The 2025 Lexus Tolentino Open was a professional women's tennis tournament played on outdoor clay courts. It was the first edition of the tournament and part of the 2025 WTA 125 tournaments. It took place in Tolentino, Italy between 15 and 21 September 2025.

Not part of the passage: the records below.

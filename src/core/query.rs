use regex::Regex;
use std::sync::LazyLock;
use super::policy::SearchPolicy;

/// `<code>` or `<code>,<radius>` / `<code>.<radius>`
static POSTAL_INPUT: LazyLock<Regex> = LazyLock::new(|| {
    Regex::new(r"^([0-9]{4,6})(?:\s*[,.]\s*(.*))?$").expect("postal input pattern is valid")
});

/// A postal-code search with its effective radius
#[derive(Debug, Clone, PartialEq)]
pub struct PostalQuery {
    pub code: String,
    pub radius_miles: f64,
    /// The caller supplied a usable radius
    pub radius_explicit: bool,
}

/// Classified directory search input
#[derive(Debug, Clone, PartialEq)]
pub enum SearchInput {
    Empty,
    Postal(PostalQuery),
    Text(String),
}

/// Parse a radius leniently; anything non-numeric is absent
pub fn parse_radius(raw: &str) -> Option<f64> {
    raw.trim().parse::<f64>().ok().filter(|r| r.is_finite())
}

/// Classify raw search input and settle the radius
///
/// `radius_param` is a separately supplied radius (e.g. a query parameter) and
/// wins over one written inline after the code. Radii are clamped to the
/// policy bounds; missing or malformed radii fall back to the policy default
/// (or a per-code override).
pub fn parse_search_input(
    raw: &str,
    radius_param: Option<&str>,
    policy: &SearchPolicy,
) -> SearchInput {
    let trimmed = raw.trim();
    if trimmed.is_empty() {
        return SearchInput::Empty;
    }

    let Some(caps) = POSTAL_INPUT.captures(trimmed) else {
        return SearchInput::Text(trimmed.to_string());
    };

    let code = caps[1].to_string();
    let inline_radius = caps.get(2).and_then(|m| parse_radius(m.as_str()));
    let explicit = radius_param.and_then(parse_radius).or(inline_radius);

    let (radius_miles, radius_explicit) = match explicit {
        Some(r) => (policy.clamp_radius(r), true),
        None => (policy.implicit_radius(&code), false),
    };

    SearchInput::Postal(PostalQuery {
        code,
        radius_miles,
        radius_explicit,
    })
}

==Singles main-draw entrants==
===Seeds===

| Country | Player | Rank^{1} | Seed |
|---|---|---|---|
| EGY | Mayar Sherif | 103 | 1 |
| LAT | Darja Semeņistaja | 110 | 2 |
| CZE | Sára Bejlek | 113 | 3 |
| SUI | Simona Waltert | 124 | 4 |
| AUT | Sinja Kraus | 128 | 5 |
| NED | Arantxa Rus | 135 | 6 |
| CZE | Dominika Šalková | 147 | 7 |
| SLO | Tamara Zidanšek | 150 | 8 |
| SLO | Kaja Juvan | 154 | 9 |

- ^{1} Rankings are as of 8 September 2025.

===Other entrants===
The following players received wildcards into the singles main draw:
- ITA Noemi Basiletti
- ITA Samira De Stefano
- ITA Jennifer Ruggeri
- ITA Sofia Rocchetti

The following players received entry from the qualifying draw:
- MLT Francesca Curmi
- ITA Tatiana Pieri
- AUS Tina Smith
- ITA Federica Urgesi

The following players received entry as lucky losers:
- GER Noma Noha Akugue
- ITA Aurora Zantedeschi

===Withdrawals===
- CAN Carson Branstine → replaced by GER Noma Noha Akugue
- SUI Simona Waltert → replaced by ITA Aurora Zantedeschi

== Doubles entrants ==
=== Seeds ===

| Country | Player | Country | Player | Rank | Seed |
|---|---|---|---|---|---|
| CZE | Jesika Malečková | CZE | Miriam Škoch | 176 | 1 |
| GBR | Alicia Barnett | FRA | Elixane Lechemia | 249 | 2 |
|  | Amina Anshba | GBR | Eden Silva | 305 | 3 |
| ITA | Angelica Moratelli | ITA | Aurora Zantedeschi | 343 | 4 |

- Rankings as of 8 September 2025.

==Champions==
===Singles===

- UKR Oleksandra Oliynykova def. ITA Nuria Brancaccio 6–2, 6–0

===Doubles===

- CZE Jesika Malečková / CZE Miriam Škoch def. ITA Silvia Ambrosio / ITA Nuria Brancaccio, 6–3, 3–6, [10–8]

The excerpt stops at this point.